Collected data
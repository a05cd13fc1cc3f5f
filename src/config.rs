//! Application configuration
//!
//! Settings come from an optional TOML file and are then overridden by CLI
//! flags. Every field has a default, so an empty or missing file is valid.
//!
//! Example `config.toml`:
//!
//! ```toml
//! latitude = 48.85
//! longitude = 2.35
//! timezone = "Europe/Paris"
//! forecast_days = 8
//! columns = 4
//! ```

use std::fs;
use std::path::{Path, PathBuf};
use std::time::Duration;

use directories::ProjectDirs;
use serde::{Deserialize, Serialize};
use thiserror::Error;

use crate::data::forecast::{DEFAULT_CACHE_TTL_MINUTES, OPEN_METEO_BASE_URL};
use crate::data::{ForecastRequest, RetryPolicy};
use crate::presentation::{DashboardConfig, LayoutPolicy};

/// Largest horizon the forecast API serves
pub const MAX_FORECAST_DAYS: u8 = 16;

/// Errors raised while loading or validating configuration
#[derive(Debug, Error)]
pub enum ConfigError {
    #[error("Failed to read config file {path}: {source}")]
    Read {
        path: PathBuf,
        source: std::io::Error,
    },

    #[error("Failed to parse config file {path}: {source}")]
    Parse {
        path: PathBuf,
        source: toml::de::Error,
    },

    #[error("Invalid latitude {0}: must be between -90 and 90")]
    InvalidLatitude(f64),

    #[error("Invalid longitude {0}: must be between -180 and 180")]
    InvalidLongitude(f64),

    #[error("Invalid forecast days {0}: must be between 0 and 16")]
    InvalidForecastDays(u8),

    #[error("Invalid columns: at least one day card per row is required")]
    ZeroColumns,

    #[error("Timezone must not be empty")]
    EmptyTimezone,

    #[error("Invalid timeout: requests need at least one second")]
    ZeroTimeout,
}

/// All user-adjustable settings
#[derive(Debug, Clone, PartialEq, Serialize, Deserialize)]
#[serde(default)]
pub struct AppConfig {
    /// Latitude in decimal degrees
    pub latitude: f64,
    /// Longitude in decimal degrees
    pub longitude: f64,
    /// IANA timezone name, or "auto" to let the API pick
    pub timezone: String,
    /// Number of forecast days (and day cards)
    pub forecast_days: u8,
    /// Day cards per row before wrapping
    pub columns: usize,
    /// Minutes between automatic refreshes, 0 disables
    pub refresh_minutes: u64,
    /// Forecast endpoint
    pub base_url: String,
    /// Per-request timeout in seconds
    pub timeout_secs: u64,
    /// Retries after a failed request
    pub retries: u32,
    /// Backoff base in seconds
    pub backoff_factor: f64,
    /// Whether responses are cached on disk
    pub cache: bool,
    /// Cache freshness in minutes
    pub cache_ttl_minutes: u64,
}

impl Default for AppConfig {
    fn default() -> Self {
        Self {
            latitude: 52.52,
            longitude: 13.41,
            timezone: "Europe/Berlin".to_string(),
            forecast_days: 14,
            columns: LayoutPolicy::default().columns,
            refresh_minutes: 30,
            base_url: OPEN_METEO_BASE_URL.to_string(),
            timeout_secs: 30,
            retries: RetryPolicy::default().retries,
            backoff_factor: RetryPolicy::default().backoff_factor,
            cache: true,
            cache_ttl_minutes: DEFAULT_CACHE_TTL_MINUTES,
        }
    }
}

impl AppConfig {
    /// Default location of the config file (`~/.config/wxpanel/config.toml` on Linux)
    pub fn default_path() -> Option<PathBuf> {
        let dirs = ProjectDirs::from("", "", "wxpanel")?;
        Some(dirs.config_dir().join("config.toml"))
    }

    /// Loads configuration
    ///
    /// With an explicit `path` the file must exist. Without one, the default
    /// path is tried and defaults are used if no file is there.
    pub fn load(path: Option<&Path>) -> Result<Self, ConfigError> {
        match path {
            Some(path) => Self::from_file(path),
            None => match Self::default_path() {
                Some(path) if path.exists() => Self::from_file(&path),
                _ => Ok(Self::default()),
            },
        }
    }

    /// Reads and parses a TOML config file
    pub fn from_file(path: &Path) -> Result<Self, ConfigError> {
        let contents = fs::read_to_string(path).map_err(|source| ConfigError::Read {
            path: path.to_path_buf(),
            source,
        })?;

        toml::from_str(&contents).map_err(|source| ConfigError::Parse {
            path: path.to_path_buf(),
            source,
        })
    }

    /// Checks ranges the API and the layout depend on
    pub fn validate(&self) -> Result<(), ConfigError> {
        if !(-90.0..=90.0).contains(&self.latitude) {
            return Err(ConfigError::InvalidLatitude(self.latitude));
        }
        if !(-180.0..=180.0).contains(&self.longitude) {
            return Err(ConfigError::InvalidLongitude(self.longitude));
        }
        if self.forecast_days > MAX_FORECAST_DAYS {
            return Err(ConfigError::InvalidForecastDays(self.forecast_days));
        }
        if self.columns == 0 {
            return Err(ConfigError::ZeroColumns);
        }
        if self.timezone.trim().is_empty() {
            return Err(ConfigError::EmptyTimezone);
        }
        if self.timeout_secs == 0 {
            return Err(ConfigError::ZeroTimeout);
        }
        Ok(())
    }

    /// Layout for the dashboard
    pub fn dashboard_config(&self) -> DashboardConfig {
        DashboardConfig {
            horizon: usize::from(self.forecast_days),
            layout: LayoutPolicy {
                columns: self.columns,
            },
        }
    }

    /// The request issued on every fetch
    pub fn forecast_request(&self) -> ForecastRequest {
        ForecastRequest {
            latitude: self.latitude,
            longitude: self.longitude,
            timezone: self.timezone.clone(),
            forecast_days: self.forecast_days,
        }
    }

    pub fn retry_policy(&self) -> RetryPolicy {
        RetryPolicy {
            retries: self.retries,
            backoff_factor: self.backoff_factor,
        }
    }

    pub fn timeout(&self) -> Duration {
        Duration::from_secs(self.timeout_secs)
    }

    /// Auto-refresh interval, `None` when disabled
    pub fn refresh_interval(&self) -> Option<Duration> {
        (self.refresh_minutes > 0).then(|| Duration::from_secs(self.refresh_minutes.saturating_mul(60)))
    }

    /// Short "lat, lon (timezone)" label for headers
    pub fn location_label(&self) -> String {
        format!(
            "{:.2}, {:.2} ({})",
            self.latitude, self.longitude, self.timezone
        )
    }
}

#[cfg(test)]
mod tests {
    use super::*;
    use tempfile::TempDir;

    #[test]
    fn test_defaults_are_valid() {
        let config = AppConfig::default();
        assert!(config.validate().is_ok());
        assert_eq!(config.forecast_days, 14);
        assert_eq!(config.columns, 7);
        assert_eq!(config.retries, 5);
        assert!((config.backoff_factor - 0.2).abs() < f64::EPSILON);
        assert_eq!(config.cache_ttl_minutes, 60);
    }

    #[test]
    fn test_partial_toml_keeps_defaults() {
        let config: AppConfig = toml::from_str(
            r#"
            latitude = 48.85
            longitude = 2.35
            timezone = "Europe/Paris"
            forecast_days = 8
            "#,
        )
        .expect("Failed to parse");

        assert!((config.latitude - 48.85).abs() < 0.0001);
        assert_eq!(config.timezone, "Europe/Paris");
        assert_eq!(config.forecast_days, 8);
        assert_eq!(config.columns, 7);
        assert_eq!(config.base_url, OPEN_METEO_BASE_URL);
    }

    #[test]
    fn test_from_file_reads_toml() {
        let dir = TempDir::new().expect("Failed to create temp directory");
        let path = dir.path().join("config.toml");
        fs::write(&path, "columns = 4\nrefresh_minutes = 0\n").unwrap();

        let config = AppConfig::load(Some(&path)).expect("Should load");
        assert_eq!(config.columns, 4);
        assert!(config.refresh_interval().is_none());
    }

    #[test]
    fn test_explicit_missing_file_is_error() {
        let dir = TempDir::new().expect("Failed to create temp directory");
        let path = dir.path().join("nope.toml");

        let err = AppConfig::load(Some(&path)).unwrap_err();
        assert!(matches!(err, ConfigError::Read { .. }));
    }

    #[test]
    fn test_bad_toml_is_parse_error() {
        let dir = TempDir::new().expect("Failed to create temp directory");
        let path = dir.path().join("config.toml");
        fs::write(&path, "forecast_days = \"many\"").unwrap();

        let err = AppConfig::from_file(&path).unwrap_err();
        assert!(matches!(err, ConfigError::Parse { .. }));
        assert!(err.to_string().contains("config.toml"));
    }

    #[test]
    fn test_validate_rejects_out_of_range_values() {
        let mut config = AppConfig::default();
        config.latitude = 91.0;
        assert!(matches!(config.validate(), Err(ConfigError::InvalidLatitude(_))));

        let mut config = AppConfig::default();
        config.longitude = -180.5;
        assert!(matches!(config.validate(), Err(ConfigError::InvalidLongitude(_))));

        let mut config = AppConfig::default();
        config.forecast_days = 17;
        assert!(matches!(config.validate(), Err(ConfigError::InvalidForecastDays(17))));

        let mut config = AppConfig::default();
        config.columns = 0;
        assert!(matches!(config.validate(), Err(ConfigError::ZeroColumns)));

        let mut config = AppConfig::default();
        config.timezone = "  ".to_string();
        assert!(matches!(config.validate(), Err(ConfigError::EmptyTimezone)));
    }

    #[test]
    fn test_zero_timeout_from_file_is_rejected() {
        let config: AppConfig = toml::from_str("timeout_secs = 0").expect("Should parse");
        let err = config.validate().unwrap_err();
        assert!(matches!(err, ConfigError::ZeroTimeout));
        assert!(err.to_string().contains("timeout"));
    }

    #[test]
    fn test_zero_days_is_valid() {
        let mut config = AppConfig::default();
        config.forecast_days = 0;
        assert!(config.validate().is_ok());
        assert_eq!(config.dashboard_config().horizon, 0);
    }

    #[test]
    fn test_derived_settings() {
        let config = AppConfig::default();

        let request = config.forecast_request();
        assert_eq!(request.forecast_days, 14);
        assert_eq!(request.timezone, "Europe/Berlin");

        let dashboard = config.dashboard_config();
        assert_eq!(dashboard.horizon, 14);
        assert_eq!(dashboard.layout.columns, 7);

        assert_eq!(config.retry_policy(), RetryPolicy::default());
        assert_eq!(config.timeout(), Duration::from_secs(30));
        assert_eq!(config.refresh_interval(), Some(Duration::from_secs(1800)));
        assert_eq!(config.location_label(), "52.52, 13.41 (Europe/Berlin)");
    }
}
* * *
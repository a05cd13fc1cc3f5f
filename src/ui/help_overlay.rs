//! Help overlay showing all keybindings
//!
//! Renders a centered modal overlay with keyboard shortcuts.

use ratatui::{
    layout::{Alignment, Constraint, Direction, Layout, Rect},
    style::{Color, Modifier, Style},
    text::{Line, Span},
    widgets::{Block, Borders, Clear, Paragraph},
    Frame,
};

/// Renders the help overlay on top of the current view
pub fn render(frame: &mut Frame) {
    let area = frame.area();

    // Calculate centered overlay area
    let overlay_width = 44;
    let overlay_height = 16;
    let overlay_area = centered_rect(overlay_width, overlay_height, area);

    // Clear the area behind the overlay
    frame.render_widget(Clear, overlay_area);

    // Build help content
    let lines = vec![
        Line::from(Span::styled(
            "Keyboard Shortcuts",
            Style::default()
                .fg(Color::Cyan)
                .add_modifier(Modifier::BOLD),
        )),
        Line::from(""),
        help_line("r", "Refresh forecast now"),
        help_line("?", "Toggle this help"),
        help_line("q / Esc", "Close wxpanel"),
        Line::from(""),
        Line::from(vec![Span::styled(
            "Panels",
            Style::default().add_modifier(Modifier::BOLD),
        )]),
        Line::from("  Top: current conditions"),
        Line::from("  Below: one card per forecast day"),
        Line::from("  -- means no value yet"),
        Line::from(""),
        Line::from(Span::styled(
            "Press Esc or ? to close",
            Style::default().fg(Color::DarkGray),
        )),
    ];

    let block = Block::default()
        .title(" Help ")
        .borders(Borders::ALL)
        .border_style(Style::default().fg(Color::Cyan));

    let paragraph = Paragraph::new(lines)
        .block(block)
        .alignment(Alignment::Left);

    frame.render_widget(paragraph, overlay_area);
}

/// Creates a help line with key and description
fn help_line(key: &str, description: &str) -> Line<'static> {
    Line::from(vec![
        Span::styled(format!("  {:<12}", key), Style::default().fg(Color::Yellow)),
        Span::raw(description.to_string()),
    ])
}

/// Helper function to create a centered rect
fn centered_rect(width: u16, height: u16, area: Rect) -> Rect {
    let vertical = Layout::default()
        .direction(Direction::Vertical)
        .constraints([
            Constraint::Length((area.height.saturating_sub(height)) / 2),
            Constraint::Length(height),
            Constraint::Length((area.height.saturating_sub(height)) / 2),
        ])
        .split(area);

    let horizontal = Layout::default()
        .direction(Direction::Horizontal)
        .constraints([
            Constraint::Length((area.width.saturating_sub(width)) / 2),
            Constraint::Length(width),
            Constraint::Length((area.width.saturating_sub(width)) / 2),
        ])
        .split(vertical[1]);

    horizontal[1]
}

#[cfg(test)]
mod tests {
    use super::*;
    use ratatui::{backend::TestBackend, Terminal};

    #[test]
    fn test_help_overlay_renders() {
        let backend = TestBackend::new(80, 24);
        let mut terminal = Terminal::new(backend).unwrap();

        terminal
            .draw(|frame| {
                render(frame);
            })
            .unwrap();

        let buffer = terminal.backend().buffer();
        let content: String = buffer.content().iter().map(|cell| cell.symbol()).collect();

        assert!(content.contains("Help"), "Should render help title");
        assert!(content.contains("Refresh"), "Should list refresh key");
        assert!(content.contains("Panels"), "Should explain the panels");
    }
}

** Problem to work on **
Filter the entries and keep only the lines holding "ForecastRequest".

** Answer space **
use crate::data::{ForecastRequest, RetryPolicy};
    pub fn forecast_request(&self) -> ForecastRequest {
        ForecastRequest {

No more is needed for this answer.